_Exercise aim_. In the data that follows, how many lines include the string "Array"? Answer with the number alone.

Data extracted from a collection
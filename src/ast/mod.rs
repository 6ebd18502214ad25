use std::fmt;

use serde::{Deserialize, Serialize};

pub mod source_map;
pub use source_map::SourceMap;

// ---- Span infrastructure ----

/// Byte range within source text.
#[derive(Debug, Clone, Copy, PartialEq, Eq, Default)]
pub struct Span {
    pub start: usize,
    pub end: usize,
}

impl Span {
    pub const UNKNOWN: Span = Span { start: 0, end: 0 };

    pub fn merge(self, other: Span) -> Span {
        Span {
            start: self.start.min(other.start),
            end: self.end.max(other.end),
        }
    }
}

// ---- Core AST types ----

/// A complete program is a list of top-level statements.
#[derive(Debug, Clone, PartialEq, Default, Serialize, Deserialize)]
pub struct Program {
    pub statements: Vec<Stmt>,
}

/// `{ stmt; stmt; }`: the body of a function or of an if branch.
#[derive(Debug, Clone, PartialEq, Default, Serialize, Deserialize)]
pub struct Block {
    pub statements: Vec<Stmt>,
}

#[derive(Debug, Clone, PartialEq, Serialize, Deserialize)]
pub enum Stmt {
    /// `let name = value;`
    Let { name: String, value: Expr },

    /// `return value;`
    Return(Expr),

    /// Expression evaluated for its value
    Expr(Expr),
}

/// Expressions. Operators are kept as source text; the compiler decides which
/// ones it understands.
#[derive(Debug, Clone, PartialEq, Serialize, Deserialize)]
pub enum Expr {
    Ident(String),
    Integer(i64),
    Str(String),
    Boolean(bool),

    /// `!x`, `-x`
    Prefix { operator: String, right: Box<Expr> },

    /// `a + b`, `a < b`, ...
    Infix {
        operator: String,
        left: Box<Expr>,
        right: Box<Expr>,
    },

    /// `if (cond) { ... } else { ... }`
    If {
        condition: Box<Expr>,
        consequence: Block,
        alternative: Option<Block>,
    },

    /// `fn(a, b) { ... }`; `name` is set when the literal is bound by `let`.
    Function {
        name: Option<String>,
        parameters: Vec<String>,
        body: Block,
    },

    /// `callee(args...)`
    Call { function: Box<Expr>, arguments: Vec<Expr> },

    /// `[a, b, c]`
    Array(Vec<Expr>),

    /// `{k: v, ...}` in source order
    Hash(Vec<(Expr, Expr)>),

    /// `collection[index]`
    Index { left: Box<Expr>, index: Box<Expr> },
}

fn join<T: fmt::Display>(items: &[T]) -> String {
    items.iter().map(|i| i.to_string()).collect::<Vec<_>>().join(", ")
}

impl fmt::Display for Program {
    fn fmt(&self, f: &mut fmt::Formatter<'_>) -> fmt::Result {
        for stmt in &self.statements {
            write!(f, "{}", stmt)?;
        }
        Ok(())
    }
}

impl fmt::Display for Block {
    fn fmt(&self, f: &mut fmt::Formatter<'_>) -> fmt::Result {
        for stmt in &self.statements {
            write!(f, "{}", stmt)?;
        }
        Ok(())
    }
}

impl fmt::Display for Stmt {
    fn fmt(&self, f: &mut fmt::Formatter<'_>) -> fmt::Result {
        match self {
            Stmt::Let { name, value } => write!(f, "let {} = {};", name, value),
            Stmt::Return(value) => write!(f, "return {};", value),
            Stmt::Expr(expr) => write!(f, "{}", expr),
        }
    }
}

impl fmt::Display for Expr {
    fn fmt(&self, f: &mut fmt::Formatter<'_>) -> fmt::Result {
        match self {
            Expr::Ident(name) => write!(f, "{}", name),
            Expr::Integer(n) => write!(f, "{}", n),
            // String literals render as their raw text
            Expr::Str(s) => write!(f, "{}", s),
            Expr::Boolean(b) => write!(f, "{}", b),
            Expr::Prefix { operator, right } => write!(f, "({}{})", operator, right),
            Expr::Infix { operator, left, right } => {
                write!(f, "({} {} {})", left, operator, right)
            }
            Expr::If { condition, consequence, alternative } => {
                write!(f, "if{} {}", condition, consequence)?;
                if let Some(alt) = alternative {
                    write!(f, "else {}", alt)?;
                }
                Ok(())
            }
            Expr::Function { name, parameters, body } => {
                write!(f, "fn")?;
                if let Some(name) = name {
                    write!(f, "<{}>", name)?;
                }
                write!(f, "({}) {}", parameters.join(", "), body)
            }
            Expr::Call { function, arguments } => write!(f, "{}({})", function, join(arguments)),
            Expr::Array(items) => write!(f, "[{}]", join(items)),
            Expr::Hash(pairs) => {
                let rendered: Vec<String> =
                    pairs.iter().map(|(k, v)| format!("{}:{}", k, v)).collect();
                write!(f, "{{{}}}", rendered.join(", "))
            }
            Expr::Index { left, index } => write!(f, "({}[{}])", left, index),
        }
    }
}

_Written response_. 2